Saint-Maximin’s lax defensive approach was evident as early as the third minute as he allowed Lamptey to break into the 18-yard box. Saint-Maximin tried to recover by sticking out a leg, and while he might have made a slight contact on the ball, the angle of his tackle meant he was always likely to concede a penalty if Lamptey went over.

Sure enough, Kevin Friend pointed to the spot – a decision that was upheld by VAR – and with Karl Darlow having been instructed to remain rooted to his line in the wake of Saturday’s penalty drama at Old Trafford, Maupay hammered home his spot-kick.

Four minutes later, and Maupay was celebrating again as the VAR ruled against Newcastle for a second time.

The assistant on the touchline ruled that Trossard has received the ball in an offside position before delivering a low cross that Maupay slid home after getting ahead of Jamaal Lascelles, but replays showed the Brighton forward was in line with Newcastle’s back four. The on-field decision was reversed, leaving Bruce to shake his head ruefully in the technical area.

A shell-shocked Newcastle were all over the place at that stage, and they might well have fallen further behind such was the extent of Brighton’s early dominance.

A lightning Brighton break after a Newcastle free-kick routine broke down ended with Aaron Connolly sending Lamptey through on goal, but Javier Manquillo recovered to produce an excellent sliding challenge that halted the teenager.

Lamptey was back on the ball a couple of minutes later though, surging past Lewis once again to deliver another excellent cross that almost resulted in Federico Fernandez slicing the ball into his own goal.

When Lewis did eventually halt Lamptey midway through the first half, his crude lunging challenge earned him a deserved yellow card, and with Lascelles and Jonjo Shelvey also going into the book for first-half hacks, the extent of Newcastle’s collective discomfort was clear.

Their day went from bad to worse when Saint-Maximin hobbled off shortly after the half-hour mark, and Newcastle’s only first-half attack of note came to nothing when Callum Wilson was dispossessed by a sliding tackle as he raced on to Shelvey’s through ball.

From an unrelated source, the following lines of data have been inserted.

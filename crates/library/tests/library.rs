use std::collections::{HashMap, HashSet};

use common::{
    path_to_directory_uri, track_path_to_uri, Album, Artist, RefKind, Track, ROOT_DIRECTORY_URI,
};
use library::{Library, LibraryError};
use tempfile::TempDir;

fn open(dir: &TempDir) -> Library {
    Library::open(dir.path()).unwrap()
}

fn track_at(relpath: &str, name: &str) -> Track {
    Track {
        uri: track_path_to_uri(relpath),
        name: name.to_string(),
        album: Album {
            name: "Kind of Blue".to_string(),
        },
        artists: vec![Artist {
            name: "Miles Davis".to_string(),
        }],
        duration_ms: Some(323_000),
        track_no: Some(1),
    }
}

fn add_all(library: &Library, tracks: &[&Track]) {
    let mut session = library.begin().unwrap();
    for track in tracks {
        session.add(track).unwrap();
    }
    session.close().unwrap();
}

fn query_of(field: &str, values: &[&str]) -> HashMap<String, Vec<String>> {
    let mut query = HashMap::new();
    query.insert(
        field.to_string(),
        values.iter().map(|value| value.to_string()).collect(),
    );
    query
}

#[test]
fn browse_materializes_directory_chain() {
    let dir = TempDir::new().unwrap();
    let library = open(&dir);
    let track = track_at("A/B/song.mp3", "song");
    add_all(&library, &[&track]);

    let root = library.browse(ROOT_DIRECTORY_URI).unwrap();
    assert_eq!(root.len(), 1);
    assert_eq!(root[0].kind, RefKind::Directory);
    assert_eq!(root[0].name, "A");
    assert_eq!(root[0].uri, path_to_directory_uri("A"));

    let a = library.browse(&root[0].uri).unwrap();
    assert_eq!(a.len(), 1);
    assert_eq!(a[0].name, "B");
    assert_eq!(a[0].uri, path_to_directory_uri("A/B"));

    let b = library.browse(&a[0].uri).unwrap();
    assert_eq!(b.len(), 1);
    assert_eq!(b[0].kind, RefKind::Track);
    assert_eq!(b[0].name, "song.mp3");
    assert_eq!(b[0].uri, track.uri);
}

#[test]
fn lookup_returns_the_stored_track() {
    let dir = TempDir::new().unwrap();
    let library = open(&dir);
    let track = track_at("A/B/song.mp3", "song");
    add_all(&library, &[&track]);

    assert_eq!(library.lookup(&track.uri).unwrap(), Some(track));
    assert_eq!(library.lookup("local:track:missing.mp3").unwrap(), None);
}

#[test]
fn browse_sorts_directories_before_tracks() {
    let dir = TempDir::new().unwrap();
    let library = open(&dir);
    // Track first, directory second; the listing still leads with the
    // directory.
    add_all(
        &library,
        &[
            &track_at("aaa.mp3", "aaa"),
            &track_at("Zeta/b.mp3", "b"),
            &track_at("Alpha/a.mp3", "a"),
        ],
    );

    let root = library.browse(ROOT_DIRECTORY_URI).unwrap();
    let listing: Vec<(RefKind, String)> = root
        .into_iter()
        .map(|entry| (entry.kind, entry.name))
        .collect();
    assert_eq!(
        listing,
        vec![
            (RefKind::Directory, "Alpha".to_string()),
            (RefKind::Directory, "Zeta".to_string()),
            (RefKind::Track, "aaa.mp3".to_string()),
        ]
    );
}

#[test]
fn removing_one_sibling_keeps_the_directory() {
    let dir = TempDir::new().unwrap();
    let library = open(&dir);
    let t1 = track_at("A/song1.mp3", "song1");
    let t2 = track_at("A/song2.mp3", "song2");
    add_all(&library, &[&t1, &t2]);

    let mut session = library.begin().unwrap();
    session.remove(&t1.uri).unwrap();
    session.close().unwrap();

    let a = library.browse(&path_to_directory_uri("A")).unwrap();
    assert_eq!(a.len(), 1);
    assert_eq!(a[0].name, "song2.mp3");
    assert_eq!(library.browse(ROOT_DIRECTORY_URI).unwrap().len(), 1);
}

#[test]
fn removing_the_last_child_prunes_the_empty_chain() {
    let dir = TempDir::new().unwrap();
    let library = open(&dir);
    let track = track_at("A/B/C/song.mp3", "song");
    add_all(&library, &[&track]);

    let mut session = library.begin().unwrap();
    session.remove(&track.uri).unwrap();
    session.close().unwrap();

    assert!(library.browse(ROOT_DIRECTORY_URI).unwrap().is_empty());
    assert!(library
        .browse(&path_to_directory_uri("A/B"))
        .unwrap()
        .is_empty());
    assert_eq!(library.load().unwrap(), 0);
}

#[test]
fn root_level_track_needs_no_directories() {
    let dir = TempDir::new().unwrap();
    let library = open(&dir);
    let track = track_at("song.mp3", "song");
    add_all(&library, &[&track]);

    let root = library.browse(ROOT_DIRECTORY_URI).unwrap();
    assert_eq!(root.len(), 1);
    assert_eq!(root[0].kind, RefKind::Track);
    assert_eq!(library.load().unwrap(), 1);

    let mut session = library.begin().unwrap();
    session.remove(&track.uri).unwrap();
    session.close().unwrap();
    assert!(library.browse(ROOT_DIRECTORY_URI).unwrap().is_empty());
    assert_eq!(library.load().unwrap(), 0);
}

#[test]
fn mutations_become_visible_at_flush() {
    let dir = TempDir::new().unwrap();
    let library = open(&dir);
    let mut session = library.begin().unwrap();
    session.add(&track_at("A/song.mp3", "song")).unwrap();

    assert_eq!(library.load().unwrap(), 0);
    session.flush().unwrap();
    assert_eq!(library.load().unwrap(), 1);
    session.close().unwrap();
}

#[test]
fn flushed_entries_can_be_removed_in_the_same_session() {
    let dir = TempDir::new().unwrap();
    let library = open(&dir);
    let track = track_at("A/song.mp3", "song");

    let mut session = library.begin().unwrap();
    session.add(&track).unwrap();
    session.flush().unwrap();
    session.remove(&track.uri).unwrap();
    session.close().unwrap();

    assert_eq!(library.load().unwrap(), 0);
    assert!(library.browse(ROOT_DIRECTORY_URI).unwrap().is_empty());
}

#[test]
fn flush_with_no_pending_mutations_keeps_the_count() {
    let dir = TempDir::new().unwrap();
    let library = open(&dir);
    add_all(&library, &[&track_at("A/song.mp3", "song")]);

    let mut session = library.begin().unwrap();
    session.flush().unwrap();
    session.flush().unwrap();
    session.close().unwrap();
    assert_eq!(library.load().unwrap(), 1);
}

#[test]
fn readd_after_remove_replaces_the_payload() {
    let dir = TempDir::new().unwrap();
    let library = open(&dir);
    let stale = track_at("A/song.mp3", "Old Name");
    add_all(&library, &[&stale]);

    let fresh = track_at("A/song.mp3", "New Name");
    let mut session = library.begin().unwrap();
    session.remove(&stale.uri).unwrap();
    session.add(&fresh).unwrap();
    session.close().unwrap();

    assert_eq!(library.lookup(&fresh.uri).unwrap(), Some(fresh));
    assert_eq!(library.load().unwrap(), 1);
    assert_eq!(library.browse(&path_to_directory_uri("A")).unwrap().len(), 1);
}

#[test]
fn begin_yields_the_existing_corpus_once() {
    let dir = TempDir::new().unwrap();
    let library = open(&dir);
    let t1 = track_at("A/song1.mp3", "song1");
    let t2 = track_at("B/song2.mp3", "song2");
    add_all(&library, &[&t1, &t2]);

    let mut session = library.begin().unwrap();
    let uris: HashSet<String> = session
        .existing_tracks()
        .map(|track| track.unwrap().uri)
        .collect();
    assert_eq!(
        uris,
        HashSet::from([t1.uri.clone(), t2.uri.clone()])
    );
    assert_eq!(session.existing_tracks().count(), 0);
    session.close().unwrap();
}

#[test]
fn concurrent_sessions_are_rejected() {
    let dir = TempDir::new().unwrap();
    let library = open(&dir);

    let session = library.begin().unwrap();
    assert!(matches!(library.begin(), Err(LibraryError::SessionBusy)));
    drop(session);

    let reopened = library.begin().unwrap();
    reopened.close().unwrap();
}

#[test]
fn fuzzy_search_matches_near_terms() {
    let dir = TempDir::new().unwrap();
    let library = open(&dir);
    add_all(
        &library,
        &[
            &track_at("A/song1.mp3", "song1"),
            &track_at("A/song2.mp3", "song2"),
        ],
    );

    let result = library
        .search(&query_of("track_name", &["song"]), 100, false)
        .unwrap();
    assert_eq!(result.tracks.len(), 2);

    let result = library
        .search(&query_of("artist", &["miles"]), 100, false)
        .unwrap();
    assert_eq!(result.tracks.len(), 2);
}

#[test]
fn exact_search_matches_terms_and_phrases() {
    let dir = TempDir::new().unwrap();
    let library = open(&dir);
    let t1 = track_at("A/song1.mp3", "song1");
    add_all(
        &library,
        &[&t1, &track_at("A/song2.mp3", "song2")],
    );

    let result = library
        .search(&query_of("track_name", &["song1"]), 100, true)
        .unwrap();
    assert_eq!(result.tracks.len(), 1);
    assert_eq!(result.tracks[0].uri, t1.uri);

    let blue = Track {
        name: "Blue Train Ride".to_string(),
        ..track_at("B/blue-train.mp3", "")
    };
    let moon = Track {
        name: "Blue Moon".to_string(),
        ..track_at("B/blue-moon.mp3", "")
    };
    add_all(&library, &[&blue, &moon]);

    let result = library
        .search(&query_of("track_name", &["blue train"]), 100, true)
        .unwrap();
    assert_eq!(result.tracks.len(), 1);
    assert_eq!(result.tracks[0].uri, blue.uri);

    let result = library
        .search(&query_of("track_name", &["blue"]), 100, true)
        .unwrap();
    assert_eq!(result.tracks.len(), 2);
}

#[test]
fn search_by_uri_matches_verbatim() {
    let dir = TempDir::new().unwrap();
    let library = open(&dir);
    let track = track_at("A/song1.mp3", "song1");
    add_all(&library, &[&track, &track_at("A/song2.mp3", "song2")]);

    let result = library
        .search(&query_of("uri", &[track.uri.as_str()]), 100, false)
        .unwrap();
    assert_eq!(result.tracks.len(), 1);
    assert_eq!(result.tracks[0].uri, track.uri);

    let result = library
        .search(&query_of("uri", &["local:track:A"]), 100, false)
        .unwrap();
    assert!(result.tracks.is_empty());
}

#[test]
fn values_for_one_field_combine_as_alternatives() {
    let dir = TempDir::new().unwrap();
    let library = open(&dir);
    add_all(
        &library,
        &[
            &track_at("A/song1.mp3", "song1"),
            &track_at("A/song2.mp3", "song2"),
        ],
    );

    let result = library
        .search(&query_of("track_name", &["song1", "song2"]), 100, true)
        .unwrap();
    assert_eq!(result.tracks.len(), 2);
}

#[test]
fn empty_or_unrecognized_queries_return_nothing() {
    let dir = TempDir::new().unwrap();
    let library = open(&dir);
    add_all(&library, &[&track_at("A/song1.mp3", "song1")]);

    let result = library.search(&HashMap::new(), 100, false).unwrap();
    assert!(result.tracks.is_empty());

    let result = library
        .search(&query_of("composer", &["davis"]), 100, false)
        .unwrap();
    assert!(result.tracks.is_empty());
}

#[test]
fn search_surfaces_only_tracks() {
    let dir = TempDir::new().unwrap();
    let library = open(&dir);
    let track = track_at("Blue/Deeper/song.mp3", "song");
    add_all(&library, &[&track]);

    // Album text reaches the content field; directory documents carry no
    // searchable text and must never appear.
    let result = library.search(&query_of("any", &["blue"]), 100, false).unwrap();
    assert_eq!(result.tracks.len(), 1);
    assert_eq!(result.tracks[0].uri, track.uri);
}

#[test]
fn load_counts_only_tracks() {
    let dir = TempDir::new().unwrap();
    let library = open(&dir);
    add_all(&library, &[&track_at("A/B/C/song.mp3", "song")]);
    // Three directory documents exist alongside the one track.
    assert_eq!(library.load().unwrap(), 1);
}

#[test]
fn clear_removes_the_storage_directory() {
    let dir = TempDir::new().unwrap();
    let data_dir = dir.path().join("index");
    let library = Library::open(&data_dir).unwrap();
    add_all(&library, &[&track_at("A/song.mp3", "song")]);

    library.clear().unwrap();
    assert!(!data_dir.exists());
}
use std::collections::HashMap;

use tantivy::query::{BooleanQuery, FuzzyTermQuery, Occur, PhraseQuery, Query, TermQuery};
use tantivy::schema::{Field, IndexRecordOption};
use tantivy::{Index, Term};

use crate::schema::{IndexSchema, TYPE_TRACK};
use crate::LibraryError;

const FUZZY_DISTANCE: u8 = 1;

/// Compiles a structured request into one boolean query restricted to track
/// documents. Field values are tokenized with the index's own analyzer for
/// the target field; `exact` selects phrase matching over a fuzzy
/// conjunction. Multiple values for a field OR together, fields AND
/// together. Returns `None` when no recognized field is present, so callers
/// short-circuit to an empty result instead of matching the whole corpus.
pub(crate) fn compile(
    index: &Index,
    fields: &IndexSchema,
    query: &HashMap<String, Vec<String>>,
    exact: bool,
) -> Result<Option<BooleanQuery>, LibraryError> {
    let mut clauses: Vec<(Occur, Box<dyn Query>)> = vec![(
        Occur::Must,
        Box::new(TermQuery::new(
            Term::from_field_text(fields.doc_type, TYPE_TRACK),
            IndexRecordOption::Basic,
        )),
    )];
    let mut recognized = false;

    for (name, values) in query {
        let field = match name.as_str() {
            "uri" => fields.uri,
            "track_name" => fields.name,
            "album" => fields.album,
            "artist" => fields.artists,
            "any" => fields.content,
            _ => continue,
        };
        if values.is_empty() {
            continue;
        }
        recognized = true;

        let mut alternatives: Vec<(Occur, Box<dyn Query>)> = Vec::new();
        for value in values {
            if name == "uri" {
                // The key field is matched verbatim, never tokenized or
                // fuzzed.
                alternatives.push((
                    Occur::Should,
                    Box::new(TermQuery::new(
                        Term::from_field_text(field, value),
                        IndexRecordOption::Basic,
                    )),
                ));
                continue;
            }
            let terms = tokenize(index, field, value)?;
            if terms.is_empty() {
                continue;
            }
            alternatives.push((Occur::Should, field_clause(terms, exact)));
        }
        // A recognized field whose values all tokenized to nothing still
        // constrains the query, matching no documents.
        clauses.push((Occur::Must, Box::new(BooleanQuery::new(alternatives))));
    }

    if !recognized {
        return Ok(None);
    }
    Ok(Some(BooleanQuery::new(clauses)))
}

fn field_clause(mut terms: Vec<Term>, exact: bool) -> Box<dyn Query> {
    if exact {
        // A phrase needs at least two positions; a lone token is a plain term.
        if terms.len() == 1 {
            Box::new(TermQuery::new(terms.remove(0), IndexRecordOption::Basic))
        } else {
            Box::new(PhraseQuery::new(terms))
        }
    } else {
        let fuzzy: Vec<(Occur, Box<dyn Query>)> = terms
            .into_iter()
            .map(|term| {
                (
                    Occur::Must,
                    Box::new(FuzzyTermQuery::new(term, FUZZY_DISTANCE, true)) as Box<dyn Query>,
                )
            })
            .collect();
        Box::new(BooleanQuery::new(fuzzy))
    }
}

fn tokenize(index: &Index, field: Field, value: &str) -> Result<Vec<Term>, LibraryError> {
    let mut analyzer = index
        .tokenizer_for_field(field)
        .map_err(LibraryError::Storage)?;
    let mut terms = Vec::new();
    let mut stream = analyzer.token_stream(value);
    stream.process(&mut |token| {
        terms.push(Term::from_field_text(field, &token.text));
    });
    Ok(terms)
}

The identity of the tackler? Of course, it had to be Lamptey, whose solitary cap so far for England Under-21s might well prove the precursor to a lengthy international career despite Gareth Southgate’s abundance of riches at right-back. The youngster undoubtedly has an extremely bright future,and his departure shortly before the hour mark as a first-half knock finally caught up with him will have been greeted by sighs of relief from the home ranks.

Carroll had already departed by then, and while his replacement, Miguel Almiron, was unable to alter the outcome of the game, his presence at least afforded Newcastle a more balanced look in the second half. He set up the hosts’ best chance just after the hour mark, standing up a cross from the left that Wilson headed over from eight yards.

Brighton remained much the better team though, and after Trossard drilled a 22-yard strike against the base of the left-hand post, Connolly curled home from the corner of the area after being teed up by Maupay.

There was a sting in the tail for the visitors, however, as they finished with ten men. Yves Bissouma caught Lewis with a high boot, and Friend upgraded his initial yellow card to a red after a review.